:: Data ::
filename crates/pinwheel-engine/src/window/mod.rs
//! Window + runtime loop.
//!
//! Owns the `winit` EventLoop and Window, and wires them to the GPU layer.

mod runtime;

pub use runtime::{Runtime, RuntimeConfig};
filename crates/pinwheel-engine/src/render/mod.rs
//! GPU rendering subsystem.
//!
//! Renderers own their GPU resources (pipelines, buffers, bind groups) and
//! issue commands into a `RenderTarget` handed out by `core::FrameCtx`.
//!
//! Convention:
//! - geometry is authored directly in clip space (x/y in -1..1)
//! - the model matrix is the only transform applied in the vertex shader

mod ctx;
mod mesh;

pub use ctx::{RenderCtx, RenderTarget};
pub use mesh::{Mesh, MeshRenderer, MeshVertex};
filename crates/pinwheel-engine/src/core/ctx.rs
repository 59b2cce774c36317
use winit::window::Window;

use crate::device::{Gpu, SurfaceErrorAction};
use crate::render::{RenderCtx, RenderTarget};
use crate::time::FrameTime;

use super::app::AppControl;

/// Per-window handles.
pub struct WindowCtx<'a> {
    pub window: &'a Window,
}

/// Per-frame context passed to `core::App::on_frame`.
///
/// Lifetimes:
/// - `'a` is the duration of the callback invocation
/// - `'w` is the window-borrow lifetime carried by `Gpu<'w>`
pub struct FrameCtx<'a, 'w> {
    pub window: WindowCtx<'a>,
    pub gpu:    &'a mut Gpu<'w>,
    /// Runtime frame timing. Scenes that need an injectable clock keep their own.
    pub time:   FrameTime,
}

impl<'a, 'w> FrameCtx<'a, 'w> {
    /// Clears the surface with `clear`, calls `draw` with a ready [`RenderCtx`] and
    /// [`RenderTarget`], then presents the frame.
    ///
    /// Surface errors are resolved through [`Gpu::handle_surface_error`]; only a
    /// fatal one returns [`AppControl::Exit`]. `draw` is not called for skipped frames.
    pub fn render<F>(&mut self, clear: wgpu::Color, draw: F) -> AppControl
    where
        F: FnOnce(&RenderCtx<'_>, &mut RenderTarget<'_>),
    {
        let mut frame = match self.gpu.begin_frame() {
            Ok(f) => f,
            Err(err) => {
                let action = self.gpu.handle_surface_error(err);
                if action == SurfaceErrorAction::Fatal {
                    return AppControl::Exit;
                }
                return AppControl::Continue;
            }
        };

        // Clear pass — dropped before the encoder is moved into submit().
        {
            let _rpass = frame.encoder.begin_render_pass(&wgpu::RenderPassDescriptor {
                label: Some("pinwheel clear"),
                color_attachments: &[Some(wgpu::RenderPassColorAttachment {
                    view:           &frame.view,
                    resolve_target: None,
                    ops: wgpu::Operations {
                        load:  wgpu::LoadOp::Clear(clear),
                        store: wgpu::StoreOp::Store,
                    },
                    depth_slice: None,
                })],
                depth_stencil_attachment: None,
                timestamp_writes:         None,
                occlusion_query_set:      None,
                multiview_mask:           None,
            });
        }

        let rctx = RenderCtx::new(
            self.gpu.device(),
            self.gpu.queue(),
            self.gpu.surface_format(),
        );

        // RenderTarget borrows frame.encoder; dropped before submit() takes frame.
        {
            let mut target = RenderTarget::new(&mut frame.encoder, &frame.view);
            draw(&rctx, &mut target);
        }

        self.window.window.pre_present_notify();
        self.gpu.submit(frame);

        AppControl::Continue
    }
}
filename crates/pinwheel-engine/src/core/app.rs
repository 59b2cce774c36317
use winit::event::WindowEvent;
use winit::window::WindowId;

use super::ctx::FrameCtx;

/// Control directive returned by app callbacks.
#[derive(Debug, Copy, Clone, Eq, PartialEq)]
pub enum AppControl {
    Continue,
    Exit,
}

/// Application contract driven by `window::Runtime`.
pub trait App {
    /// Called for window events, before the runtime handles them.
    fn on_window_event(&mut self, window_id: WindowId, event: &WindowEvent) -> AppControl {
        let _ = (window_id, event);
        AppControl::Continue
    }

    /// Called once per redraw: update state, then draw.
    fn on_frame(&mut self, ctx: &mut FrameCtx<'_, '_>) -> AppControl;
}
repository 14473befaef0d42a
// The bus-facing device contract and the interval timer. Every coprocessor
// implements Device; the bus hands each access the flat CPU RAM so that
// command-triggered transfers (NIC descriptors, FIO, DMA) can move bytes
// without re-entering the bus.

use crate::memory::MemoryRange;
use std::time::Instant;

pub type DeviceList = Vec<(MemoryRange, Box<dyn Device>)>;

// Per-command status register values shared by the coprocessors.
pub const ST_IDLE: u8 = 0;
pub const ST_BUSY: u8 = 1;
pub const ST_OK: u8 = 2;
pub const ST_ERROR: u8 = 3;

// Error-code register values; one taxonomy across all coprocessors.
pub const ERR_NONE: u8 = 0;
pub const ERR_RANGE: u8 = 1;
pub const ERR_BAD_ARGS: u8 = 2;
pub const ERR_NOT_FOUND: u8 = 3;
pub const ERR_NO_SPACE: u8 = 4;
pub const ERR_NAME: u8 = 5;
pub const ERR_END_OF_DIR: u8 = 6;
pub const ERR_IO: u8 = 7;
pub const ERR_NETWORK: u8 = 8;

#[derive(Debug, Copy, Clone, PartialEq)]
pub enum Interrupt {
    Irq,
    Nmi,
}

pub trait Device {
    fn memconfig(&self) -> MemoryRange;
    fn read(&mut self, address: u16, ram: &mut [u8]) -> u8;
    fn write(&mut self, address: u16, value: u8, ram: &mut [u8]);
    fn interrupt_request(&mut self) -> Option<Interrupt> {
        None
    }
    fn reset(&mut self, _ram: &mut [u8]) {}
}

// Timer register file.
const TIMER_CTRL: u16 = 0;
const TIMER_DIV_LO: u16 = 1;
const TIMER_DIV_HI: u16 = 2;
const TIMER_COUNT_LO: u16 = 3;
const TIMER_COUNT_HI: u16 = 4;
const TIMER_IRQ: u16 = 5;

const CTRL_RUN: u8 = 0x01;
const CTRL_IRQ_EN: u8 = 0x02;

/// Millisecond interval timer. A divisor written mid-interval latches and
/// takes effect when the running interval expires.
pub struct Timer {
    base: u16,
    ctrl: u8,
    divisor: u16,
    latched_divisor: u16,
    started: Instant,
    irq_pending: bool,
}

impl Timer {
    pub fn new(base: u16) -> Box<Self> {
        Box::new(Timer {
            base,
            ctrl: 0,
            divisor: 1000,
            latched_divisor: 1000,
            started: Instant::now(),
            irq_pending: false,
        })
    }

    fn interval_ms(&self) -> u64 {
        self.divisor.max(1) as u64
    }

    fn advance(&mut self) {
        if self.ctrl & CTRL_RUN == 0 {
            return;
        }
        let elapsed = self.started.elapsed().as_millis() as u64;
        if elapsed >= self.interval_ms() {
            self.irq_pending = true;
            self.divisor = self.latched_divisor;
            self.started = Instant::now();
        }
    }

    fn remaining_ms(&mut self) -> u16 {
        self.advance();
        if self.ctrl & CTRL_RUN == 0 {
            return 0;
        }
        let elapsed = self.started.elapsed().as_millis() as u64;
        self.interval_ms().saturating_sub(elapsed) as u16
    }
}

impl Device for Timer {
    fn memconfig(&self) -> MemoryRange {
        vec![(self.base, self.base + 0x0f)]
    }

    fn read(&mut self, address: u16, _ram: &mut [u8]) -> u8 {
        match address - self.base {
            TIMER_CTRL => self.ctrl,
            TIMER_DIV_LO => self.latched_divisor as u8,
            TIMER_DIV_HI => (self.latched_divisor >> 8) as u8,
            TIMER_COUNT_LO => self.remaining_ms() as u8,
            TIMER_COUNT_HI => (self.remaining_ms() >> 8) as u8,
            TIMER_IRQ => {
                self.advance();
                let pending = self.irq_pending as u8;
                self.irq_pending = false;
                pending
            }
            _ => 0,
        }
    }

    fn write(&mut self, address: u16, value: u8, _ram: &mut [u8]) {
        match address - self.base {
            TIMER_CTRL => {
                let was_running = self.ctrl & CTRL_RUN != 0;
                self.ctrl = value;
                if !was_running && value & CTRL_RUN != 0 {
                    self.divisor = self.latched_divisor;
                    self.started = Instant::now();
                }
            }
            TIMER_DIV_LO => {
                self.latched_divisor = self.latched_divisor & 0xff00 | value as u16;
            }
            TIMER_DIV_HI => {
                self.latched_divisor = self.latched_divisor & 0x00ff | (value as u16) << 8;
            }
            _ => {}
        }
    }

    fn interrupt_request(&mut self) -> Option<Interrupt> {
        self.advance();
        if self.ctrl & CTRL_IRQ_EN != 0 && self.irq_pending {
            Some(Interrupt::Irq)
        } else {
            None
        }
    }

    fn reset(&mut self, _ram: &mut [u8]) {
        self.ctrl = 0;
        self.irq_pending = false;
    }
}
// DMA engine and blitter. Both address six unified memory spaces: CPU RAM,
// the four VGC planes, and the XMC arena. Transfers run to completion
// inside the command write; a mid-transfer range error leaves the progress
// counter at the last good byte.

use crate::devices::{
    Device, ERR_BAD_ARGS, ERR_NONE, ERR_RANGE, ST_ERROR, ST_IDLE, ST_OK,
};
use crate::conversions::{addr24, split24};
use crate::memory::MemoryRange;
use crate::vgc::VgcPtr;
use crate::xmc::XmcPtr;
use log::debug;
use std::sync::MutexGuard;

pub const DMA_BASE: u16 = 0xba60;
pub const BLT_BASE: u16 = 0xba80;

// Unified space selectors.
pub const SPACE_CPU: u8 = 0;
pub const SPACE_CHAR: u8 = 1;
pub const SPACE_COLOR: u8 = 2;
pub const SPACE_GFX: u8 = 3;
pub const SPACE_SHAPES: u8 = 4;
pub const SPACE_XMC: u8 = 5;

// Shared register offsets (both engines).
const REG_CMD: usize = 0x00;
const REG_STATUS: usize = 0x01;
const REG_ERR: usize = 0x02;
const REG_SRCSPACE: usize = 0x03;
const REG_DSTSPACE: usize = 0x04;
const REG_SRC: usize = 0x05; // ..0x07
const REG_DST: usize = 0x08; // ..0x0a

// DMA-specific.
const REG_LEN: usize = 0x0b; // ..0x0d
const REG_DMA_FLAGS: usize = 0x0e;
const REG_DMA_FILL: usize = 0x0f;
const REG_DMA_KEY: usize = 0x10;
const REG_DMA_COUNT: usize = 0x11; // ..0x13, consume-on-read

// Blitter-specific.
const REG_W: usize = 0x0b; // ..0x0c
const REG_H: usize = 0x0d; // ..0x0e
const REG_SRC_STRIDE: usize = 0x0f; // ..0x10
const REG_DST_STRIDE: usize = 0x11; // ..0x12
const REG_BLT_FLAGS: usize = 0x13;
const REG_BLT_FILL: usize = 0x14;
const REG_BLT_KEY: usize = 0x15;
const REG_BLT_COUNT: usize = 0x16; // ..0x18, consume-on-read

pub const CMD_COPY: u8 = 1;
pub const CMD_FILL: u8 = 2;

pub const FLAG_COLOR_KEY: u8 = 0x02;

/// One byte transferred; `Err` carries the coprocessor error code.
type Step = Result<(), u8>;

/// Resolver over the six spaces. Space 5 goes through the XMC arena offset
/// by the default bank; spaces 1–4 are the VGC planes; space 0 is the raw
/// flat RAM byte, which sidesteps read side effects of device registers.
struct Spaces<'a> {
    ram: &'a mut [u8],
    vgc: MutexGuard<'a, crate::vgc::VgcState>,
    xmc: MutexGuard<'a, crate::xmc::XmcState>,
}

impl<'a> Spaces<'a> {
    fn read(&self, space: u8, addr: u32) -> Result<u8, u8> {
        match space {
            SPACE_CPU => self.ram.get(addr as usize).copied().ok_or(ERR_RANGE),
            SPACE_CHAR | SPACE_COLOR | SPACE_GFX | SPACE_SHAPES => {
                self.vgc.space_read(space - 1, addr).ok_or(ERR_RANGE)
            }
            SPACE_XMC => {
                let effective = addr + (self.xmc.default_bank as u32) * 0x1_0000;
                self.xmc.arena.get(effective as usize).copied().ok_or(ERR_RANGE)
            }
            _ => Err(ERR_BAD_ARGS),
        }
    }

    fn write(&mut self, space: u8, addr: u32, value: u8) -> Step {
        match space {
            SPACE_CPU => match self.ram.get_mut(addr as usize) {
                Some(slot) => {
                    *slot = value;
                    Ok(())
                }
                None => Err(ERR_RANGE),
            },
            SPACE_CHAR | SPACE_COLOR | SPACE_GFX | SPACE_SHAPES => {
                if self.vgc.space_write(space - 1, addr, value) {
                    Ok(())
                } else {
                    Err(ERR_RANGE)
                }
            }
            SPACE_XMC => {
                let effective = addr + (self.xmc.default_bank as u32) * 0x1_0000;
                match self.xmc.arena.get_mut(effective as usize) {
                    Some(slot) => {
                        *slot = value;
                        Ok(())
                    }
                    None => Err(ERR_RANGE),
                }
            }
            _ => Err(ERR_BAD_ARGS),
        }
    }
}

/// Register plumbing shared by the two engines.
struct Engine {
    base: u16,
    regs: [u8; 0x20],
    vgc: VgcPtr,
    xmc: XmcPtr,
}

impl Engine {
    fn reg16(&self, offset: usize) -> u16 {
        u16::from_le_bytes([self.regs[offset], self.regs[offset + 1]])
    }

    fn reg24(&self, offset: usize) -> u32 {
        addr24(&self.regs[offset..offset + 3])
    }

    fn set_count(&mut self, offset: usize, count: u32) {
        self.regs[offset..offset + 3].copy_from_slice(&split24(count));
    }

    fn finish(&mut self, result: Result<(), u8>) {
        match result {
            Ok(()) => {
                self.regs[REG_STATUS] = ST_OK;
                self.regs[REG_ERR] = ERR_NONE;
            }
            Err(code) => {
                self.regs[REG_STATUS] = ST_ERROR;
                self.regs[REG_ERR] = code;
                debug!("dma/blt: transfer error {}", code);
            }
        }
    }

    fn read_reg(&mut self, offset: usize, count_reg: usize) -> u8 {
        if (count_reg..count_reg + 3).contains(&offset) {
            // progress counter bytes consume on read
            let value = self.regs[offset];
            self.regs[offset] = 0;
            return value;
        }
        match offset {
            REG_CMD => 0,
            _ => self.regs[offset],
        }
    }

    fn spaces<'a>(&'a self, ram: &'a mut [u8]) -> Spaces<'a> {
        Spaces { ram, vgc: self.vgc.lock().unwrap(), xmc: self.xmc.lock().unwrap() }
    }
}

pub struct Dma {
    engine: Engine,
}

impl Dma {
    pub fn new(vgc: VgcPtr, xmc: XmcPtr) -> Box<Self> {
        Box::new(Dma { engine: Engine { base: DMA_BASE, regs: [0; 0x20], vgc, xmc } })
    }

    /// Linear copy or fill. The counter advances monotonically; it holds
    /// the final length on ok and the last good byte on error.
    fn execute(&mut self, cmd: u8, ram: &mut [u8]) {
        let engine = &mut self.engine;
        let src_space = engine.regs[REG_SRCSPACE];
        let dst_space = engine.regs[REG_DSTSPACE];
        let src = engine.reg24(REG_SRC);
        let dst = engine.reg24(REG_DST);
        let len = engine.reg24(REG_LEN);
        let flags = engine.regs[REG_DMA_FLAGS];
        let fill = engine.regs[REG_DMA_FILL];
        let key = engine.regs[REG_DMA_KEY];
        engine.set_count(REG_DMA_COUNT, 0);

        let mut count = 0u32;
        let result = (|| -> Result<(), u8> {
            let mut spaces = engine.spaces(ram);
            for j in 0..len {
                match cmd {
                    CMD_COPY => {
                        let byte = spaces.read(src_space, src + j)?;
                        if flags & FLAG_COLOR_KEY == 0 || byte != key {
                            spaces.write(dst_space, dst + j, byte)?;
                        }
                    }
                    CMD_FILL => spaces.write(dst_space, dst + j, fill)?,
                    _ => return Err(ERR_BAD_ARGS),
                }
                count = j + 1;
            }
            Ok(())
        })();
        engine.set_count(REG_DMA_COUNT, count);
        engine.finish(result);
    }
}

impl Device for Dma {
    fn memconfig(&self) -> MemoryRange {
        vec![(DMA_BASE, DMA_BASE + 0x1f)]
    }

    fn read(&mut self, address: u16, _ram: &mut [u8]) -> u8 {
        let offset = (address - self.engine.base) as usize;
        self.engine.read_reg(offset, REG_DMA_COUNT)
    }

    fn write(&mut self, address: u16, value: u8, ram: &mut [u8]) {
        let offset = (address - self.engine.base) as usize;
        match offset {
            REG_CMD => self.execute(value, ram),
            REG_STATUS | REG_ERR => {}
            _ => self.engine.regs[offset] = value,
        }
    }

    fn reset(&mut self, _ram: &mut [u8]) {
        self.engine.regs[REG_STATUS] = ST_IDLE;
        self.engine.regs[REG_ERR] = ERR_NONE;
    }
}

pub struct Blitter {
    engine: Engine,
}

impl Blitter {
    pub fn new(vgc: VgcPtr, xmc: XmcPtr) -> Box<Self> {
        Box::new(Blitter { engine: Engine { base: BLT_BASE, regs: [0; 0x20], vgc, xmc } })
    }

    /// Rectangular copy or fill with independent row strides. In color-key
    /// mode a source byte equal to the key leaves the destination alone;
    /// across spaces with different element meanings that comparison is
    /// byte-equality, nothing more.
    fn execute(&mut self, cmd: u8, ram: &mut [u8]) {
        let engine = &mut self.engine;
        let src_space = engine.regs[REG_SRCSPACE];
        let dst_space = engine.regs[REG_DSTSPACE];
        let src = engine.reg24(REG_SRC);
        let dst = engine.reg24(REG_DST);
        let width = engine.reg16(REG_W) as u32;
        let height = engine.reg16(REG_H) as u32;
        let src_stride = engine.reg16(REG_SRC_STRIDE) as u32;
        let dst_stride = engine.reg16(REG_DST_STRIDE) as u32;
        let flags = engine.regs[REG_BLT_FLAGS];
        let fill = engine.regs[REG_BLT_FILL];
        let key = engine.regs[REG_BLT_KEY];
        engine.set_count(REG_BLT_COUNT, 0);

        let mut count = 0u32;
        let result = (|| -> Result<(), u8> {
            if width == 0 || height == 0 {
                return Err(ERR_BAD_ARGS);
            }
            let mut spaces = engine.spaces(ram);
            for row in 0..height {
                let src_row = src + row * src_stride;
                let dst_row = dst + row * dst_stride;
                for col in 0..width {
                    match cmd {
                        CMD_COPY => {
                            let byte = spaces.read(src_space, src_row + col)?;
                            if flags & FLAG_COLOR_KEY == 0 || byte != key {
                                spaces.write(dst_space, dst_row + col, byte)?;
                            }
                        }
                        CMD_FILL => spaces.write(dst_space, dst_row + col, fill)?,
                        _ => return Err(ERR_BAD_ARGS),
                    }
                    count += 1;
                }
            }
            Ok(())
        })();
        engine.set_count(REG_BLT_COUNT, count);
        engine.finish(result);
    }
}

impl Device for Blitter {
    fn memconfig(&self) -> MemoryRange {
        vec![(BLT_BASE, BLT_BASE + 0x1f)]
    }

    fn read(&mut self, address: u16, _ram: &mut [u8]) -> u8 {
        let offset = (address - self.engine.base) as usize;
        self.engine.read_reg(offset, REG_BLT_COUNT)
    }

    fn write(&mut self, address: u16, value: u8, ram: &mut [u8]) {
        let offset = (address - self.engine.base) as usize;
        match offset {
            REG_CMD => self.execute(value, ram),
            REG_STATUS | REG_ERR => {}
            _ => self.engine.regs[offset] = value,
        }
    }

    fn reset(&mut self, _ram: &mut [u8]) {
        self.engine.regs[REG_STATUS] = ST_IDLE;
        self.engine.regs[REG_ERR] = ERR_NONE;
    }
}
:::
Task directions: Look for the word "RenderCtx" in every line of the listing and copy the lines that have it.

Response to this exercise:
pub use ctx::{RenderCtx, RenderTarget};
use crate::render::{RenderCtx, RenderTarget};
    /// Clears the surface with `clear`, calls `draw` with a ready [`RenderCtx`] and
        F: FnOnce(&RenderCtx<'_>, &mut RenderTarget<'_>),
        let rctx = RenderCtx::new(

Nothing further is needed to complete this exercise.